As she examined the skills of the final monster, she was happy to find she had managed to preserve the hasted movement and attacks, and decided her Arcane Brawler was a rather resounding success.

She channeled mana into her variant and summoned several more.

“Cael! I can’t believe you lost again!” Gage exclaimed.

“I don’t know how she did it,” Cael said, his voice morose. “I thought the first time was a fluke.”

“So, I get the library?” Ryn asked, a broad grin on her face as the brothers’ emperor evaporated into motes of mana.

“Yes,” Cael said. “My brother and I keep our word.”

“At least we got another level for that,” Gage said, sounding a little sullen and pouty.

“Yay!” Ryn said, whooping in delight as she swooped around the library.

“Gage, I have something for you,” Ali said. 

“What is it?” Gage asked.

“A gift,” Ali said, and pointed to her summoned elementals.

“Those… those are arcane elementals!” Gage exclaimed, his voice instantly excited, as if the loss of the game had been entirely forgotten.

“I think they will work much better than those shards,” Ali said, watching the interplay of mana as Gage used his deconstruction to dismantle the elementals and learn the imprint.

It’s too bad I couldn’t get any of Nathaniel’s elementals, she thought, but they had been fighting for their lives at the time, and she hadn’t had the luxury of taking the time to collect imprints. 

“Ali!” Ryn was breathless as she landed back beside them. “Isn’t it amazing?” Her hand swept around to indicate pretty much the entire library. “I already got the teleport location, and now you can copy all the books!”

Oh dear, Ali thought, realizing in an instant just how much work that would entail. But Ryn seemed overjoyed.

“And I got fourteen levels for that puzzle! Can you believe that?” Ryn exclaimed.

Librarian – Human – level 51 (Arcane / Divination)

“Wow, that’s impressive, Ryn, congratulations!” Ali said. It sort of made sense, Cael and Gage were past their first evolution at level one hundred and twenty-nine now. Even though the puzzles were, by her calculation, not boss-level challenges, they still outleveled Ryn by more than three times over. Well, not anymore, but she pushed those quibbles aside. “Seriously, fourteen?”

“Yes!”

“Huh, we’re going to have to make you work harder.”

“I still don’t know how I lost,” Cael said. “I had you in the mid-game, and then I could never recover the initiative.”

“You played the Meregan gambit, and that has fallen out of favor in the last two centuries because it is easily countered by Bolzano’s defense,” Ryn said.

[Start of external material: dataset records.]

//! Package selection.

use relx_core::{EmptyFilterPolicy, FilteredPackages, PackageFilterRule, PatternSet};
use tracing::{debug, info};

/// Select packages by the first rule whose pattern matches.
///
/// Each selected package maps to the repository of its matching rule.
/// Packages matching no rule are dropped. No rules select nothing.
pub fn filter_packages<S: AsRef<str>>(
    packages: &[S],
    rules: &[PackageFilterRule],
) -> FilteredPackages {
    filter_packages_with_policy(packages, rules, EmptyFilterPolicy::Skip)
}

/// [`filter_packages`] with an explicit policy for an empty rule list.
pub fn filter_packages_with_policy<S: AsRef<str>>(
    packages: &[S],
    rules: &[PackageFilterRule],
    policy: EmptyFilterPolicy,
) -> FilteredPackages {
    let names = packages
        .iter()
        .map(|p| p.as_ref().trim())
        .filter(|p| !p.is_empty());

    if rules.is_empty() {
        return match policy {
            EmptyFilterPolicy::Skip => {
                info!("no package filter patterns configured, no packages to process");
                FilteredPackages::new()
            }
            EmptyFilterPolicy::IncludeAll => names
                .map(|name| (name.to_string(), String::new()))
                .collect(),
        };
    }

    let patterns = PatternSet::new(rules.iter().map(|r| r.pattern.as_str()));
    let mut selected = FilteredPackages::new();

    for name in names {
        if selected.contains_key(name) {
            continue;
        }
        if let Some(idx) = patterns.first_match(name) {
            let rule = &rules[idx];
            debug!(package = %name, rule = %rule, "package selected");
            selected.insert(name.to_string(), rule.repository.clone());
        }
    }

    selected
}
//! Terminal output.
//!
//! Results go to stdout, diagnostics to stderr. Color is decided once at
//! startup from `--no-ansi`, `NO_COLOR` and whether each stream is a terminal.

mod style;

pub use style::Theme;

use once_cell::sync::OnceCell;

#[derive(Debug, Clone, Copy)]
struct ColorState {
    stdout: bool,
    stderr: bool,
}

static COLORS: OnceCell<ColorState> = OnceCell::new();

fn detect(no_ansi: bool) -> ColorState {
    let allowed = !no_ansi && std::env::var_os("NO_COLOR").is_none();
    ColorState {
        stdout: allowed && console::colors_enabled(),
        stderr: allowed && console::colors_enabled_stderr(),
    }
}

/// Decide color support. Later calls have no effect.
pub fn init(no_ansi: bool) {
    let _ = COLORS.set(detect(no_ansi));
}

fn state() -> ColorState {
    *COLORS.get_or_init(|| detect(false))
}

/// Theme for stdout.
pub fn theme() -> Theme {
    Theme::new(state().stdout)
}

fn stderr_theme() -> Theme {
    Theme::new(state().stderr)
}

/// Print an error message to stderr.
pub fn error(message: &str) {
    eprintln!("{}: {message}", stderr_theme().error("error"));
}

/// Print a warning message to stderr.
pub fn warning(message: &str) {
    eprintln!("{}: {message}", stderr_theme().warning("warning"));
}
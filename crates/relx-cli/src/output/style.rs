//! Styling for terminal output.

use owo_colors::OwoColorize;

/// Colors for one output stream.
#[derive(Debug, Clone, Copy, PartialEq, Eq)]
pub struct Theme {
    pub colors_enabled: bool,
}

impl Theme {
    /// Create a new theme
    pub const fn new(colors_enabled: bool) -> Self {
        Self { colors_enabled }
    }

    /// Format an artifact name
    pub fn artifact(&self, name: &str) -> String {
        if self.colors_enabled {
            name.green().to_string()
        } else {
            name.to_string()
        }
    }

    /// Format a project name
    pub fn project(&self, name: &str) -> String {
        if self.colors_enabled {
            name.yellow().to_string()
        } else {
            name.to_string()
        }
    }

    /// Format an error
    pub fn error(&self, text: &str) -> String {
        if self.colors_enabled {
            text.red().bold().to_string()
        } else {
            text.to_string()
        }
    }

    /// Format a warning
    pub fn warning(&self, text: &str) -> String {
        if self.colors_enabled {
            text.yellow().to_string()
        } else {
            text.to_string()
        }
    }

    /// Format dim/secondary text
    pub fn dim(&self, text: &str) -> String {
        if self.colors_enabled {
            text.dimmed().to_string()
        } else {
            text.to_string()
        }
    }

    /// Format header text
    pub fn header(&self, text: &str) -> String {
        if self.colors_enabled {
            text.cyan().bold().to_string()
        } else {
            text.to_string()
        }
    }
}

“Bolzano? Who is that?” Cael asked.

“Here, read this,” Ryn said, placing a small book on the table. “It will catch you up with some of the modern developments to the game, and then when we play tomorrow, you will know what mistake you made.”

“Tomorrow?” Cael asked, surprised.

“Of course,” Ryn said. “Unless you’re busy?”

“No! We’re not busy,” Cael said, hastily tripping over his words.

“Not busy at all, please come play!” Gage added.

“Perfect,” Ryn said as the small book she had offered levitated on a thin sliver of arcane magic.